* **REQUIRED WORK**
Reproduce the top of the data verbatim, through and including the line that contains "buf[..32].copy_from_slice(node.as_slice());".
START PROVIDED ENTRIES
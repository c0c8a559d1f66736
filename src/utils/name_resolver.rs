use std::str::FromStr;

use alloy::{
    primitives::{address, keccak256, Address, FixedBytes},
    providers::{ProviderBuilder, RootProvider},
    sol,
    transports::http::Http,
};
use async_trait::async_trait;
use log::debug;
use reqwest::Client;

use crate::error::{ComposeError, Result};

sol! {
    #[sol(rpc)]
    contract EnsRegistry {
        function resolver(bytes32 node) external view returns (address);
    }

    #[sol(rpc)]
    contract AddrResolver {
        function addr(bytes32 node) external view returns (address);
    }
}

/// ENS registry, same address on mainnet and the public testnets.
pub const ENS_REGISTRY_ADDRESS: Address = address!("00000000000C2E074eC69A0dFb2997BA6C7d2e1e");

/// Resolves what a user typed as a target into an address.
#[async_trait]
pub trait NameResolver {
    async fn resolve(&self, name_or_address: &str) -> Result<Address>;
}

fn resolution_error(name: &str, reason: impl ToString) -> ComposeError {
    ComposeError::NameResolution {
        name: name.to_string(),
        reason: reason.to_string(),
    }
}

pub fn parse_address(input: &str) -> Option<Address> {
    Address::from_str(input.trim()).ok()
}

/// EIP-137 namehash.
pub fn namehash(name: &str) -> FixedBytes<32> {
    let mut node = FixedBytes::<32>::ZERO;
    if name.is_empty() {
        return node;
    }
    for label in name.rsplit('.') {
        let mut buf = [0u8; 64];
        buf[..32].copy_from_slice(node.as_slice());
        buf[32..].copy_from_slice(keccak256(label.as_bytes()).as_slice());
        node = keccak256(buf);
    }
    node
}

/// Accepts only address-shaped input. Used when no RPC endpoint is configured.
#[derive(Debug, Default, Clone, Copy)]
pub struct AddressOnlyResolver;

#[async_trait]
impl NameResolver for AddressOnlyResolver {
    async fn resolve(&self, name_or_address: &str) -> Result<Address> {
        parse_address(name_or_address)
            .ok_or_else(|| resolution_error(name_or_address, "not an address and no resolver is configured"))
    }
}

pub struct EnsResolver {
    provider: RootProvider<Http<Client>>,
    registry: Address,
}

impl EnsResolver {
    pub fn new(rpc_url: &str) -> Result<Self> {
        let url = rpc_url
            .parse::<reqwest::Url>()
            .map_err(|e| resolution_error(rpc_url, format!("invalid RPC url: {e}")))?;
        Ok(Self {
            provider: ProviderBuilder::new().on_http(url),
            registry: ENS_REGISTRY_ADDRESS,
        })
    }
}

#[async_trait]
impl NameResolver for EnsResolver {
    async fn resolve(&self, name_or_address: &str) -> Result<Address> {
        if let Some(address) = parse_address(name_or_address) {
            return Ok(address);
        }

        let name = name_or_address.trim().to_lowercase();
        if name.is_empty() {
            return Err(resolution_error(name_or_address, "empty name"));
        }
        let node = namehash(&name);

        let registry = EnsRegistry::new(self.registry, self.provider.clone());
        let resolver = registry
            .resolver(node)
            .call()
            .await
            .map_err(|e| resolution_error(&name, e))?
            ._0;
        if resolver == Address::ZERO {
            return Err(resolution_error(&name, "no resolver set"));
        }

        let address = AddrResolver::new(resolver, self.provider.clone())
            .addr(node)
            .call()
            .await
            .map_err(|e| resolution_error(&name, e))?
            ._0;
        if address == Address::ZERO {
            return Err(resolution_error(&name, "name has no address record"));
        }

        debug!("Resolved {} to {}", name, address);
        Ok(address)
    }
}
END PROVIDED ENTRIES
* **RESULT OF THIS TASK**
repository c0c8a559d1f66736
filename src/utils/name_resolver.rs
use std::str::FromStr;

use alloy::{
    primitives::{address, keccak256, Address, FixedBytes},
    providers::{ProviderBuilder, RootProvider},
    sol,
    transports::http::Http,
};
use async_trait::async_trait;
use log::debug;
use reqwest::Client;

use crate::error::{ComposeError, Result};

sol! {
    #[sol(rpc)]
    contract EnsRegistry {
        function resolver(bytes32 node) external view returns (address);
    }

    #[sol(rpc)]
    contract AddrResolver {
        function addr(bytes32 node) external view returns (address);
    }
}

/// ENS registry, same address on mainnet and the public testnets.
pub const ENS_REGISTRY_ADDRESS: Address = address!("00000000000C2E074eC69A0dFb2997BA6C7d2e1e");

/// Resolves what a user typed as a target into an address.
#[async_trait]
pub trait NameResolver {
    async fn resolve(&self, name_or_address: &str) -> Result<Address>;
}

fn resolution_error(name: &str, reason: impl ToString) -> ComposeError {
    ComposeError::NameResolution {
        name: name.to_string(),
        reason: reason.to_string(),
    }
}

pub fn parse_address(input: &str) -> Option<Address> {
    Address::from_str(input.trim()).ok()
}

/// EIP-137 namehash.
pub fn namehash(name: &str) -> FixedBytes<32> {
    let mut node = FixedBytes::<32>::ZERO;
    if name.is_empty() {
        return node;
    }
    for label in name.rsplit('.') {
        let mut buf = [0u8; 64];
        buf[..32].copy_from_slice(node.as_slice());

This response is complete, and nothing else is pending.